WASHINGTON SQUARE: Do you think that being in New Hampshire has made that paganistic inclination more prominent within your work, being “in nature” more?
SHARON OLDS: Oh yes, although even in the city, what I tend to start from is the river, and the trees down in Riverside Park, and the sky and the birds. Wherever I go . . . if I stay in a hotel, I say, “If you’d put me in a room where I’d be able to see a tree. I would love to see a tree.” So living (in New Hamp- shire) has given me so much beauty to commune with and be aware of. And also Carl’s life with plants, and the ground—I have a very different, just a much deeper understanding of our relationship to the land. We saw a cool movie last night called YERT: Your Environmental Road Trip. It’s about three young people who visited many states in the union, carrying all of their garbage with them for a year! They were looking into various projects having to do with sustainability, trying to answer the question, “Can our species survive?” It’s a very cool movie. You see all kinds of small, hopeful, new things.

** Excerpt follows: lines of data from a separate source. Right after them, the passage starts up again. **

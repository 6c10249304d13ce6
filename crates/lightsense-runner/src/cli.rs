//! Command-line interface.

use clap::{ArgAction, Args, Parser, Subcommand};
use crossbeam_channel::Sender;
use std::io::{self, BufRead, Write};
use std::path::PathBuf;
use std::time::Duration;
use tracing::{debug, warn};

use crate::commands::{self, MeasureControl, MeasureRequest, SetRequest};
use crate::config::RunnerConfig;
use crate::error::RunnerResult;
use crate::transport::Transport;

#[derive(Debug, Parser)]
#[command(name = "lightsense")]
#[command(version, about = "Configure and read LightSense light sensors")]
pub struct Cli {
    #[command(subcommand)]
    pub command: Commands,

    /// YAML config file
    #[arg(short, long, global = true)]
    pub config: Option<PathBuf>,

    #[command(flatten)]
    pub transport: TransportArgs,

    /// More output (-v debug, -vv trace). Overrides RUST_LOG.
    #[arg(short, long, action = ArgAction::Count, global = true)]
    pub verbose: u8,
}

#[derive(Debug, Clone, Default, Args)]
pub struct TransportArgs {
    /// Serial device, e.g. /dev/ttyUSB0
    #[arg(long, global = true)]
    pub port: Option<String>,

    /// Serial baud rate
    #[arg(long, global = true)]
    pub baud: Option<u32>,

    /// UART bridged over TCP, as host:port
    #[arg(long, global = true)]
    pub tcp: Option<String>,

    /// Talk to a simulated instrument
    #[arg(long, global = true)]
    pub simulate: bool,
}

impl TransportArgs {
    /// Apply the flags over the file settings. A flag naming a transport
    /// replaces the transport chosen in the file.
    pub fn apply(&self, config: &mut RunnerConfig) {
        let transport = &mut config.transport;
        if self.port.is_some() || self.tcp.is_some() || self.simulate {
            transport.port = self.port.clone();
            transport.tcp = self.tcp.clone();
            transport.simulate = self.simulate;
        }
        if let Some(baud) = self.baud {
            transport.baud_rate = baud;
        }
    }
}

#[derive(Debug, Subcommand)]
pub enum Commands {
    /// Check that the instrument answers
    Ping,

    /// Show channel parameters and the voltage reference state
    Read {
        /// Only this channel
        #[arg(long)]
        channel: Option<u8>,

        /// Print JSON instead of a table
        #[arg(long)]
        json: bool,
    },

    /// Write channel parameters (an empty value clears one)
    Set {
        #[arg(long)]
        channel: u8,

        #[arg(long)]
        wavelength: Option<String>,

        #[arg(long, allow_hyphen_values = true)]
        zero_error: Option<String>,

        #[arg(long)]
        gain_error: Option<String>,
    },

    /// Persist one channel, or all channels and the reference calibration
    Commit {
        #[arg(long)]
        channel: Option<u8>,
    },

    /// Calibrate the internal voltage reference against the present supply
    Calibrate {
        /// Also persist the calibration
        #[arg(long)]
        commit: bool,
    },

    /// Measure a channel until Ctrl-C. Type `c` and Enter to toggle capture.
    Measure {
        #[arg(long)]
        channel: u8,

        /// Append values to this file
        #[arg(short, long)]
        output: Option<PathBuf>,

        /// Stop after this many seconds
        #[arg(long)]
        duration: Option<f64>,

        /// Require a calibrated voltage reference and check the supply on
        /// every sample
        #[arg(long)]
        check_voltage: bool,

        /// Milliseconds between displayed values
        #[arg(long)]
        display_interval: Option<u64>,
    },
}

/// Load the config file (if any) and apply command-line overrides.
pub fn resolve_config(cli: &Cli) -> RunnerResult<RunnerConfig> {
    let mut config = match &cli.config {
        Some(path) => RunnerConfig::load(path)?,
        None => RunnerConfig::default(),
    };
    cli.transport.apply(&mut config);
    if let Commands::Measure {
        output,
        check_voltage,
        display_interval,
        ..
    } = &cli.command
    {
        if output.is_some() {
            config.measure.output = output.clone();
        }
        if *check_voltage {
            config.measure.check_voltage = true;
        }
        if let Some(interval) = display_interval {
            config.measure.display_interval_ms = *interval;
        }
    }
    Ok(config)
}

/// Run a parsed command line, writing results to `out`.
pub fn run(cli: Cli, out: &mut dyn Write) -> RunnerResult<()> {
    let config = resolve_config(&cli)?;
    debug!("resolved config: {:?}", config);
    let transport = Transport::from_config(&config.transport)?;
    let client = &config.protocol;

    match cli.command {
        Commands::Ping => commands::ping(&transport, client, out),
        Commands::Read { channel, json } => commands::read(&transport, client, channel, json, out),
        Commands::Set {
            channel,
            wavelength,
            zero_error,
            gain_error,
        } => {
            let request = SetRequest {
                channel,
                wavelength,
                zero_error,
                gain_error,
            };
            commands::set(&transport, client, &request, out)
        }
        Commands::Commit { channel } => commands::commit(&transport, client, channel, out),
        Commands::Calibrate { commit } => commands::calibrate(&transport, client, commit, out),
        Commands::Measure {
            channel, duration, ..
        } => {
            let request = MeasureRequest {
                channel,
                poller: config.poller_config(),
                display_interval: Duration::from_millis(config.measure.display_interval_ms),
                duration: duration.map(Duration::from_secs_f64),
                output: config.measure.output.clone(),
            };
            let (stop_tx, stop_rx) = crossbeam_channel::bounded(1);
            ctrlc::set_handler(move || {
                let _ = stop_tx.try_send(());
            })?;
            let (toggle_tx, toggle_rx) = crossbeam_channel::unbounded();
            spawn_capture_toggle_reader(toggle_tx);

            let control = MeasureControl {
                stop: stop_rx,
                toggle_capture: toggle_rx,
            };
            let summary = commands::measure(&transport, &request, control, out)?;
            writeln!(out, "{} samples", summary.samples)?;
            Ok(())
        }
    }
}

/// Forward `c` lines from stdin as capture toggles. The reader thread is left
/// blocked on stdin when the run ends.
fn spawn_capture_toggle_reader(toggle: Sender<()>) {
    let spawned = std::thread::Builder::new()
        .name("lightsense-stdin".to_string())
        .spawn(move || {
            for line in io::stdin().lock().lines() {
                let Ok(line) = line else { break };
                if line.trim().eq_ignore_ascii_case("c") && toggle.send(()).is_err() {
                    break;
                }
            }
        });
    if let Err(e) = spawned {
        warn!("could not read capture toggles from stdin: {}", e);
    }
}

WASHINGTON SQUARE: What advice do you have for young poets? It can be general or specific, theoretical or practical.
SHARON OLDS: Right. Well I’ve given the same bit of advice for about twenty years, which is: Take your vitamins! Take good care of your body. Get enough sleep. Don’t forget to dance and walk. Don’t drink too much. Don’t do drugs—your brain is so, so precious and alive, especially when it’s young. And so, kindness toward the self psychologically, physically, I think that’s the most important thing. All the other stuff depends on what one’s habit is, you know—when we write, what we read, all of that. And then, secondarily, I think it would be great to get involved with the world in some kind of outreach program. I think being a teacher, especially being a teacher with people who wouldn’t necessarily have a teacher otherwise, like at the Goldwater Program and all the other NYU outreach programs. That, I think, would be good for anybody. It gives us a perspective about the place of poetry and fiction and memoir, and all of the written arts. Our place in bringing writing to people who might not be exposed to it otherwise, in learning from them, and being each others’ audience with them.
* The Goldwater Hospital Writing Workshop Fellowship at NYU is a teaching fellowship for graduate students in Creative Writing, in partnership with Goldwater Hospital, a public facility for the severely physically challenged. The Goldwater Writing Project was founded in 1986 by Jean Kennedy Smith, Rose Styron, and Sharon Olds.